» **The problem**:
Pick out each line of the records in which the word "details" appears.

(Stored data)
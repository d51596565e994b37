//! Step builders for plain constructor, method and bean goals
//!
//! Emits the contract, one implementation class that implements every
//! step interface, and the `<goal>Builder()` entry point. With
//! [`Lifecycle::ReuseInstances`](crate::goal::Lifecycle) the entry point
//! takes the implementation from the thread-local container instead of
//! allocating one.

use super::bean_updater::{empty_body, finish_bean, property_body};
use super::{
    acquire, allocate, cache_field, contract, finish_regular, guard, in_use_field, invocation,
    recycles, step_return, ModuleOutput,
};
use crate::code;
use crate::decl::{with_access, FieldSpec, MethodSpec, Stmt, TypeSpec};
use crate::goal::{BeanGoal, GoalContext, GoalDescription, ParameterRef, RegularGoal, RegularKind, Step};
use crate::model::{Access, Modifier};
use crate::types::TypeName;
use crate::util::{distinct_from, downcase};

pub fn generate(ctx: &GoalContext<'_>, access: Access) -> ModuleOutput {
    match ctx.goal {
        GoalDescription::Regular(goal) => regular(ctx, goal, access),
        GoalDescription::Bean(goal) => bean(ctx, goal, access),
    }
}

fn impl_class(ctx: &GoalContext<'_>) -> TypeSpec {
    let name = ctx.details().impl_name();
    let mut class = TypeSpec::class(&name, &[Modifier::Static, Modifier::Final]);
    class.implements = ctx
        .steps
        .iter()
        .map(|s| super::step_ref(ctx, s, None))
        .collect();
    class
}

fn regular(ctx: &GoalContext<'_>, goal: &RegularGoal, access: Access) -> ModuleOutput {
    let recycle = recycles(ctx.goal);
    let impl_type = ctx.impl_type();
    let instance = goal.kind == RegularKind::InstanceMethod;

    // everything but the last step's argument lives on the implementation
    let mut retained: Vec<(String, TypeName)> = Vec::new();
    if instance {
        retained.push(("_instance".to_string(), goal.owner.clone()));
    }
    for step in ctx.steps.iter().filter(|s| !s.is_last()) {
        retained.push((step.parameter.name().to_string(), step.parameter.step_type()));
    }

    let mut class = impl_class(ctx);
    class.fields = retained
        .iter()
        .map(|(name, ty)| FieldSpec::new(name, ty.clone(), &[Modifier::Private]))
        .collect();
    if recycle {
        class.fields.push(in_use_field());
    }
    class.methods.push(MethodSpec::constructor(&class.name));

    for step in &ctx.steps {
        let name = step.parameter.name();
        let mut body = guard(step);
        if step.is_last() {
            let invoke = invocation(goal, "this._instance", |arg| {
                if arg == name {
                    code![arg]
                } else {
                    code![format!("this.{}", arg)]
                }
            });
            body.extend(finish_regular(goal, invoke, recycle, &retained));
        } else {
            body.push(Stmt::assign(format!("this.{}", name), code![name]));
            body.push(Stmt::Return(code!["this"]));
        }
        class.methods.push(
            MethodSpec::method(&step.method, step_return(ctx, step, None))
                .modifiers(&[Modifier::Public])
                .overriding()
                .param(name, step.parameter.step_type())
                .throws(&step.throws)
                .body(body),
        );
    }

    let receiver = downcase(&goal.owner.simple_name());
    let local = distinct_from("builder", &receiver);
    let mut body = if recycle {
        acquire(ctx, &impl_type, &local, &[receiver.as_str()])
    } else {
        vec![allocate(&impl_type, &local)]
    };
    if instance {
        body.push(Stmt::assign(format!("{}._instance", local), code![&receiver]));
    }
    body.push(Stmt::Return(code![local]));

    let mut entry = MethodSpec::method(ctx.details().builder_method(), ctx.first_step_type())
        .modifiers(&with_access(access, &[Modifier::Static]));
    if instance {
        entry = entry.param(&receiver, goal.owner.clone());
    }

    ModuleOutput {
        methods: vec![entry.body(body)],
        types: vec![contract(ctx, access, None), class],
        fields: if recycle {
            vec![cache_field(&impl_type)]
        } else {
            Vec::new()
        },
    }
}

fn bean(ctx: &GoalContext<'_>, goal: &BeanGoal, access: Access) -> ModuleOutput {
    let recycle = recycles(ctx.goal);
    let impl_type = ctx.impl_type();
    let field = goal.bean_field();
    let target = format!("this.{}", field);

    let mut class = impl_class(ctx);
    class
        .fields
        .push(FieldSpec::new(&field, goal.bean_type().clone(), &[Modifier::Private]));
    if recycle {
        class.fields.push(in_use_field());
    }
    class.methods.push(MethodSpec::constructor(&class.name));

    let finish = |step: &Step<'_>| {
        if step.is_last() {
            finish_bean(goal, recycle)
        } else {
            vec![Stmt::Return(code!["this"])]
        }
    };

    for step in &ctx.steps {
        let ParameterRef::Bean(param) = step.parameter else {
            continue;
        };
        let returns = step_return(ctx, step, None);
        let mut body = property_body(&target, param, false);
        body.extend(finish(step));
        class.methods.push(
            MethodSpec::method(&step.method, returns.clone())
                .modifiers(&[Modifier::Public])
                .overriding()
                .param(param.name(), param.step_type())
                .body(body),
        );
        if let Some(empty) = &step.empty {
            let mut body = empty_body(&target, param, empty, false);
            body.extend(finish(step));
            class.methods.push(
                MethodSpec::method(&empty.method, returns)
                    .modifiers(&[Modifier::Public])
                    .overriding()
                    .body(body),
            );
        }
    }

    let local = "builder";
    let mut body = if recycle {
        acquire(ctx, &impl_type, local, &[])
    } else {
        vec![allocate(&impl_type, local)]
    };
    body.push(Stmt::assign(
        format!("{}.{}", local, field),
        code!["new ", goal.bean_type(), "()"],
    ));
    body.push(Stmt::Return(code![local]));

    let entry = MethodSpec::method(ctx.details().builder_method(), ctx.first_step_type())
        .modifiers(&with_access(access, &[Modifier::Static]))
        .body(body);

    ModuleOutput {
        methods: vec![entry],
        types: vec![contract(ctx, access, None), class],
        fields: if recycle {
            vec![cache_field(&impl_type)]
        } else {
            Vec::new()
        },
    }
}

» **Output of the task**:
    let name = ctx.details().impl_name();
    let mut entry = MethodSpec::method(ctx.details().builder_method(), ctx.first_step_type())
    let entry = MethodSpec::method(ctx.details().builder_method(), ctx.first_step_type())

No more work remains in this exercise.